WORK REQUIRED
Search the listing below for the word "needed", and copy every line in which it turns up.

________________________

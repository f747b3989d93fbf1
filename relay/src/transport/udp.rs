use std::{
    io,
    net::{Ipv4Addr, SocketAddr, UdpSocket},
    time::{Duration, Instant},
};

use log::debug;

use crate::error::SetupError;

use super::{PacketReceiver, PacketSender, RecvError, SendError, Transport};

// one byte more than any datagram, so a full-size frame is never truncated
const RECEIVE_BUFFER_BYTES: usize = 65_536;

/// Transport over the operating system's UDP sockets
#[derive(Clone, Copy, Debug, Default)]
pub struct UdpTransport;

impl Transport for UdpTransport {
    fn open_sender(&self) -> Result<Box<dyn PacketSender>, SetupError> {
        let socket = UdpSocket::bind((Ipv4Addr::UNSPECIFIED, 0)).map_err(|error| {
            SetupError::SocketCreation {
                kind: error.kind(),
                reason: error.to_string(),
            }
        })?;
        debug!("opened send socket on {:?}", socket.local_addr());

        Ok(Box::new(UdpPacketSender::new(socket)))
    }

    fn bind_receiver(&self, port: u16) -> Result<Box<dyn PacketReceiver>, SetupError> {
        let socket = UdpSocket::bind((Ipv4Addr::UNSPECIFIED, port)).map_err(|error| {
            SetupError::Bind {
                port,
                kind: error.kind(),
                reason: error.to_string(),
            }
        })?;
        debug!("bound receive socket on {:?}", socket.local_addr());

        Ok(Box::new(UdpPacketReceiver::new(socket)))
    }
}

pub struct UdpPacketSender {
    socket: UdpSocket,
}

impl UdpPacketSender {
    pub fn new(socket: UdpSocket) -> Self {
        Self { socket }
    }
}

impl PacketSender for UdpPacketSender {
    fn send(&self, address: &SocketAddr, payload: &[u8]) -> Result<usize, SendError> {
        Ok(self.socket.send_to(payload, address)?)
    }
}

pub struct UdpPacketReceiver {
    socket: UdpSocket,
    buffer: Box<[u8]>,
    nonblocking: bool,
}

impl UdpPacketReceiver {
    pub fn new(socket: UdpSocket) -> Self {
        Self {
            socket,
            buffer: vec![0; RECEIVE_BUFFER_BYTES].into_boxed_slice(),
            nonblocking: false,
        }
    }

    fn set_nonblocking(&mut self, nonblocking: bool) -> io::Result<()> {
        if self.nonblocking != nonblocking {
            self.socket.set_nonblocking(nonblocking)?;
            self.nonblocking = nonblocking;
        }
        Ok(())
    }
}

impl PacketReceiver for UdpPacketReceiver {
    fn wait(&mut self, timeout: Duration) -> Result<bool, RecvError> {
        let deadline = Instant::now() + timeout;
        loop {
            let remaining = deadline.saturating_duration_since(Instant::now());
            if remaining.is_zero() {
                self.set_nonblocking(true)?;
            } else {
                self.set_nonblocking(false)?;
                self.socket.set_read_timeout(Some(remaining))?;
            }

            match self.socket.peek(&mut self.buffer) {
                Ok(_) => return Ok(true),
                // a signal cut the wait short; keep waiting out the deadline
                Err(error) if error.kind() == io::ErrorKind::Interrupted => {
                    if remaining.is_zero() {
                        return Ok(false);
                    }
                }
                Err(error) if is_no_data(&error) => return Ok(false),
                Err(error) => return Err(error.into()),
            }
        }
    }

    fn receive(&mut self) -> Result<Option<&[u8]>, RecvError> {
        self.set_nonblocking(true)?;

        loop {
            match self.socket.recv(&mut self.buffer) {
                Ok(length) => return Ok(Some(&self.buffer[..length])),
                Err(error) if error.kind() == io::ErrorKind::Interrupted => continue,
                Err(error) if is_no_data(&error) => return Ok(None),
                Err(error) => return Err(error.into()),
            }
        }
    }
}

fn is_no_data(error: &io::Error) -> bool {
    matches!(
        error.kind(),
        io::ErrorKind::WouldBlock | io::ErrorKind::TimedOut
    )
}
use thiserror::Error;

/// Errors that can occur when reading or writing a `VariableTable`
#[derive(Debug, Clone, PartialEq, Eq, Error)]
pub enum TableError {
    /// No variable with the requested name has been stored or received
    #[error("Variable '{name}' does not exist in the table")]
    NotFound { name: String },

    /// Destination buffer cannot hold the stored value. The buffer is left untouched
    #[error("Variable '{name}' holds {needed} bytes but the destination buffer only has room for {capacity}")]
    BufferTooSmall {
        name: String,
        needed: usize,
        capacity: usize,
    },

    /// Stored value and destination buffer differ in length
    #[error("Variable '{name}' holds {stored} bytes but {requested} bytes were requested")]
    SizeMismatch {
        name: String,
        stored: usize,
        requested: usize,
    },

    /// Inserting a new name would grow the table past its configured limit
    #[error("Cannot add variable '{name}': table already holds the maximum of {max} variables")]
    CapacityExceeded { name: String, max: usize },

    /// Variable name is longer than the wire format allows
    #[error("Variable name of {length} bytes exceeds the limit of {max} bytes")]
    NameTooLong { length: usize, max: usize },

    /// Value is too large for the 4-byte size field
    #[error("Variable '{name}' value of {size} bytes cannot be described by a 4-byte size field")]
    ValueTooLarge { name: String, size: usize },

    /// Variable name is empty or contains a NUL byte, so it cannot be framed on the wire
    #[error("Variable name '{name}' is empty or contains a NUL byte")]
    InvalidName { name: String },
}
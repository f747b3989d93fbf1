use std::{
    io,
    net::{SocketAddr, ToSocketAddrs},
    time::Duration,
};

use thiserror::Error;

use crate::error::SetupError;

mod udp;

pub use udp::{UdpPacketReceiver, UdpPacketSender, UdpTransport};

/// Error returned by a `PacketSender`
#[derive(Debug, Clone, PartialEq, Eq, Error)]
#[error("{reason}")]
pub struct SendError {
    pub kind: io::ErrorKind,
    pub reason: String,
}

impl From<io::Error> for SendError {
    fn from(error: io::Error) -> Self {
        Self {
            kind: error.kind(),
            reason: error.to_string(),
        }
    }
}

/// Error returned by a `PacketReceiver`
#[derive(Debug, Clone, PartialEq, Eq, Error)]
#[error("{reason}")]
pub struct RecvError {
    pub kind: io::ErrorKind,
    pub reason: String,
}

impl From<io::Error> for RecvError {
    fn from(error: io::Error) -> Self {
        Self {
            kind: error.kind(),
            reason: error.to_string(),
        }
    }
}

/// Opens the sockets a role needs
pub trait Transport: Send {
    /// Opens the single socket a master uses to reach every destination
    fn open_sender(&self) -> Result<Box<dyn PacketSender>, SetupError>;

    /// Binds the socket a slave listens on
    fn bind_receiver(&self, port: u16) -> Result<Box<dyn PacketReceiver>, SetupError>;

    /// Resolves a configured host/port pair, preferring an IPv4 address
    fn resolve(&self, host: &str, port: u16) -> Result<SocketAddr, SetupError> {
        let resolution_error = |reason: String| SetupError::AddressResolution {
            host: host.to_string(),
            port,
            reason,
        };

        let addresses: Vec<SocketAddr> = (host, port)
            .to_socket_addrs()
            .map_err(|error| resolution_error(error.to_string()))?
            .collect();

        addresses
            .iter()
            .find(|address| address.is_ipv4())
            .or_else(|| addresses.first())
            .copied()
            .ok_or_else(|| resolution_error("no addresses found".to_string()))
    }
}

/// Sends frames to slaves
pub trait PacketSender: Send {
    /// Sends `payload` as one datagram to `address`, returning how many bytes
    /// the socket accepted
    fn send(&self, address: &SocketAddr, payload: &[u8]) -> Result<usize, SendError>;
}

/// Receives frames from the master
pub trait PacketReceiver: Send {
    /// Blocks until a datagram is queued or `timeout` elapses, returning
    /// whether one is available. A zero timeout polls without blocking
    fn wait(&mut self, timeout: Duration) -> Result<bool, RecvError>;

    /// Pops the next queued datagram without blocking
    fn receive(&mut self) -> Result<Option<&[u8]>, RecvError>;
}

________________________

RESULT BELOW
    #[error("Variable '{name}' holds {needed} bytes but the destination buffer only has room for {capacity}")]
        needed: usize,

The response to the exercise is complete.